*About this task*
In the listing that follows, how many lines have the word "crate" in them? Give only the number.

##############################

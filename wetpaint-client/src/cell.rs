//! Cell hierarchy operations

use crate::client::WetpaintClient;
use crate::error::WetpaintError;
use crate::transport::CallRequest;
use crate::user::UserToken;

const BASE_PATH: &str = "/CellService/";

/// Calls against the cell hierarchy
///
/// Carries the user token that authenticates cell creation. The read calls
/// do not send it.
#[derive(Debug, Clone)]
pub struct CellService<'a> {
    client: &'a WetpaintClient,
    user_token: Option<UserToken>,
}

impl<'a> CellService<'a> {
    pub(crate) fn new(client: &'a WetpaintClient, user_token: Option<UserToken>) -> Self {
        Self { client, user_token }
    }

    /// Token sent as `ticket` on authenticated calls
    pub fn user_token(&self) -> Option<&UserToken> {
        self.user_token.as_ref()
    }

    /// Create a cell and return its id
    ///
    /// `parent_cell_id` and `cell_id` are only sent when given. `ticket` is
    /// always sent, empty when this service holds no user token.
    ///
    /// # Errors
    ///
    /// * `WetpaintError::Request` - Network error
    /// * `WetpaintError::Call` - The service rejected the cell
    /// * `WetpaintError::MissingField` - The response carried no cell id
    pub fn create_cell(
        &self,
        display_name: &str,
        url: &str,
        parent_cell_id: Option<&str>,
        cell_id: Option<&str>,
    ) -> Result<String, WetpaintError> {
        let request = self.build_create_cell(display_name, url, parent_cell_id, cell_id);
        let response = self.client.execute_call(request)?;
        self.client.parser().extract_cell_id(&response.document)
    }

    pub(crate) fn build_create_cell(
        &self,
        display_name: &str,
        url: &str,
        parent_cell_id: Option<&str>,
        cell_id: Option<&str>,
    ) -> CallRequest {
        CallRequest::post(format!("{BASE_PATH}createCell.do"))
            .param("cell.displayName", display_name)
            .param("cell.url", url)
            .param("output", "api")
            .param("ticket", self.user_token.as_ref().map_or("", UserToken::as_str))
            .param_opt("cell.parentCellId", parent_cell_id)
            .param_opt("cell.cellId", cell_id)
    }

    /// Fetch a cell, returning the raw response body
    pub fn get_cell(&self, cell_id: &str) -> Result<String, WetpaintError> {
        let request = CallRequest::get(format!("{BASE_PATH}getCell.do"))
            .param("cell.cellId", cell_id)
            .param("output", "api");
        Ok(self.client.execute_call(request)?.body)
    }

    /// Fetch a cell together with its children, returning the raw response body
    pub fn get_cell_with_children(&self, cell_id: &str) -> Result<String, WetpaintError> {
        let request = CallRequest::get(format!("{BASE_PATH}getCellWithChildren.do"))
            .param("cell.cellId", cell_id);
        Ok(self.client.execute_call(request)?.body)
    }

    /// Fetch a cell's content, returning the raw response body
    pub fn get_cell_content(&self, cell_id: &str) -> Result<String, WetpaintError> {
        let request = CallRequest::get(format!("{BASE_PATH}getCellContent.do"))
            .param("cell.cellId", cell_id);
        Ok(self.client.execute_call(request)?.body)
    }
}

##############################

*Task output*
6